With respect to the other subunits, RNAi screening revealed that ARID1A knock‐down promotes the resistance of Jurkat leukaemia cells to Fas (CD95)‐mediated apoptosis, a cell‐killing mechanism adopted by T cells and NK cells. 119 , 120 The association between ARID1A mutations and cancer subtypes with profound lymphocytic infiltration raises the possibility that ARID1A mutations may boost the ability of cancer cells to escape from immune surveillance. In addition, a study on ovarian cancer using differential expression analysis discovered that SMARCE1 mRNA levels are closely correlated with the number of intra‐tumoral CD8+ cells. 121 Specifically, the forced over‐expression of SMARCE1 in ovarian cancer cells induces the secretion of IL8, MIP1b and CCL5 chemokines in the supernatant and triggers the chemotaxis of CD8 + lymphocytes in a cell culture assay. In short, the SWI/SNF complexes exert their own influence in the growth, development and recruitment of immune cells, such as T cells and B cells (Figure 4).
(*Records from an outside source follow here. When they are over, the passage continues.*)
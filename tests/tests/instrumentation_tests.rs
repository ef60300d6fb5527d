//! Integration tests for the instrumented and fault-research variants

use kemlab::prelude::*;
use kemlab_api::CpaPke;
use kemlab_kem::testing::XofPke;
use kemlab_tests::{flip_bit, honest_exchange, rng, TestKem};

#[test]
fn instrumented_keygen_is_byte_identical_to_production() {
    let mut rng_prod = rng(20);
    let mut rng_inst = rng(20);

    let (pk_prod, sk_prod) = TestKem::keypair(&mut rng_prod).unwrap();
    let (pk_inst, sk_inst, noise) = TestKem::keypair_with_noise(&mut rng_inst).unwrap();

    assert_eq!(pk_prod.to_bytes(), pk_inst.to_bytes());
    assert_eq!(
        sk_prod.to_bytes_zeroizing().to_vec(),
        sk_inst.to_bytes_zeroizing().to_vec()
    );
    assert!(!noise.is_empty());
}

#[test]
fn instrumented_encaps_is_byte_identical_to_production() {
    let ex = honest_exchange(21);

    let mut rng_prod = rng(22);
    let mut rng_inst = rng(22);

    let (ct_prod, ss_prod) = TestKem::encapsulate(&mut rng_prod, &ex.public_key).unwrap();
    let (ct_inst, ss_inst, trace) =
        TestKem::encapsulate_with_noise(&mut rng_inst, &ex.public_key).unwrap();

    assert_eq!(ct_prod.to_bytes(), ct_inst.to_bytes());
    assert_eq!(ss_prod, ss_inst);
    assert!(!trace.noise.is_empty());
}

#[test]
fn exported_message_decapsulates_consistently() {
    let mut rng = rng(23);
    let (pk, sk) = TestKem::keypair(&mut rng).unwrap();
    let (ct, ss, trace) = TestKem::encapsulate_with_noise(&mut rng, &pk).unwrap();

    // An instrumented exchange remains a valid exchange.
    let ss_decaps = TestKem::decapsulate(&sk, &ct).unwrap();
    assert_eq!(ss, ss_decaps);

    // nu is the post-rehash ephemeral message: decrypting the ciphertext
    // at the CPA layer recovers it bit for bit.
    let sk_bytes = sk.to_bytes_zeroizing();
    let cpa_sk = &sk_bytes[..XofPke::SECRET_KEY_BYTES];
    let recovered = XofPke::decrypt(ct.to_bytes().as_slice(), cpa_sk).unwrap();
    assert_eq!(&recovered[..], &trace.nu[..]);
}

#[test]
fn glitch_variant_degenerates_with_equal_ciphertexts() {
    let ex = honest_exchange(24);

    let ss_glitch = TestKem::decapsulate_with_faulted_verify(
        &ex.secret_key,
        &ex.ciphertext,
        &ex.ciphertext,
    )
    .unwrap();
    assert_eq!(ex.shared_secret, ss_glitch);
}

#[test]
fn fault_between_decrypt_and_verify_is_modelled() {
    // A fault that corrupts only bytes the CPA decryption ignores leaves
    // the decrypted message intact while the honest ciphertext still
    // verifies: the glitch variant must then reproduce the honest
    // shared secret. This is the divergence the variant exists to study.
    let ex = honest_exchange(25);

    // Flip a bit in the trailing filler, far past the 64 header bytes
    // the double's decryption reads.
    let faulted_decrypt_input = flip_bit(&ex.ciphertext, 1000 * 8);

    let ss = TestKem::decapsulate_with_faulted_verify(
        &ex.secret_key,
        &faulted_decrypt_input,
        &ex.ciphertext,
    )
    .unwrap();
    assert_eq!(ex.shared_secret, ss);

    // The production oracle, by contrast, rejects that same input.
    let ss_production = TestKem::decapsulate(&ex.secret_key, &faulted_decrypt_input).unwrap();
    assert_ne!(ex.shared_secret, ss_production);
}

#[test]
fn faulted_verify_rejects_deterministically() {
    let ex = honest_exchange(26);
    let faulted = flip_bit(&ex.ciphertext, 77);

    let a = TestKem::decapsulate_with_faulted_verify(&ex.secret_key, &ex.ciphertext, &faulted)
        .unwrap();
    let b = TestKem::decapsulate_with_faulted_verify(&ex.secret_key, &ex.ciphertext, &faulted)
        .unwrap();

    assert_ne!(a, ex.shared_secret);
    assert_eq!(a, b);
}
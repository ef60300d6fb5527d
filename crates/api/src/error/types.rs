//! Error type definitions for cryptographic operations
//!
//! Every variant carries only `&'static str` context so the type stays
//! `no_std`-clean and never allocates on the error path.

/// Primary error type for cryptographic operations
#[derive(Debug, Clone, PartialEq, Eq)]
pub enum Error {
    /// Invalid key error
    InvalidKey { context: &'static str },

    /// Invalid ciphertext error
    InvalidCiphertext { context: &'static str },

    /// Invalid length error with context
    InvalidLength {
        context: &'static str,
        expected: usize,
        actual: usize,
    },

    /// Invalid parameter error
    InvalidParameter { context: &'static str },

    /// Decryption error
    DecryptionFailed { context: &'static str },

    /// Serialization error
    SerializationError { context: &'static str },

    /// Other error
    Other { context: &'static str },
}

/// Result type for cryptographic operations
pub type Result<T> = core::result::Result<T, Error>;

impl core::fmt::Display for Error {
    fn fmt(&self, f: &mut core::fmt::Formatter<'_>) -> core::fmt::Result {
        match self {
            Self::InvalidKey { context } => {
                write!(f, "Invalid key: {}", context)
            }
            Self::InvalidCiphertext { context } => {
                write!(f, "Invalid ciphertext: {}", context)
            }
            Self::InvalidLength {
                context,
                expected,
                actual,
            } => {
                write!(
                    f,
                    "{}: invalid length (expected {}, got {})",
                    context, expected, actual
                )
            }
            Self::InvalidParameter { context } => {
                write!(f, "Invalid parameter: {}", context)
            }
            Self::DecryptionFailed { context } => {
                write!(f, "Decryption failed: {}", context)
            }
            Self::SerializationError { context } => {
                write!(f, "Serialization error: {}", context)
            }
            Self::Other { context } => {
                write!(f, "Error: {}", context)
            }
        }
    }
}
Indeed, the alteration of chromatin dynamics accounts for a potential mechanism that induces target gene expression in the case of immune cell activation. Therefore, it is important to explore the roles of the SWI/SNF complexes in modulating the immune system, as this may facilitate the formulation of immunotherapies that can achieve remarkable results.
FIGURE 4.
The effect of SWI/SNF complex on the proliferation and differentiation of several immune cells. See the main text for detailed description of the relationship shown. CCR2, chemokine receptor 2; CXCL3, CXC chemokine receptor 3; Treg, regulatory T cells; TH, T helper; CCL4, C‐C motif chemokine 4‐like; IL‐8, interleukin‐8
6.2. The SWI/SNF complexes are involved in enhancing the transcription of immunostimulatory interferon‐stimulated genes (ISGs)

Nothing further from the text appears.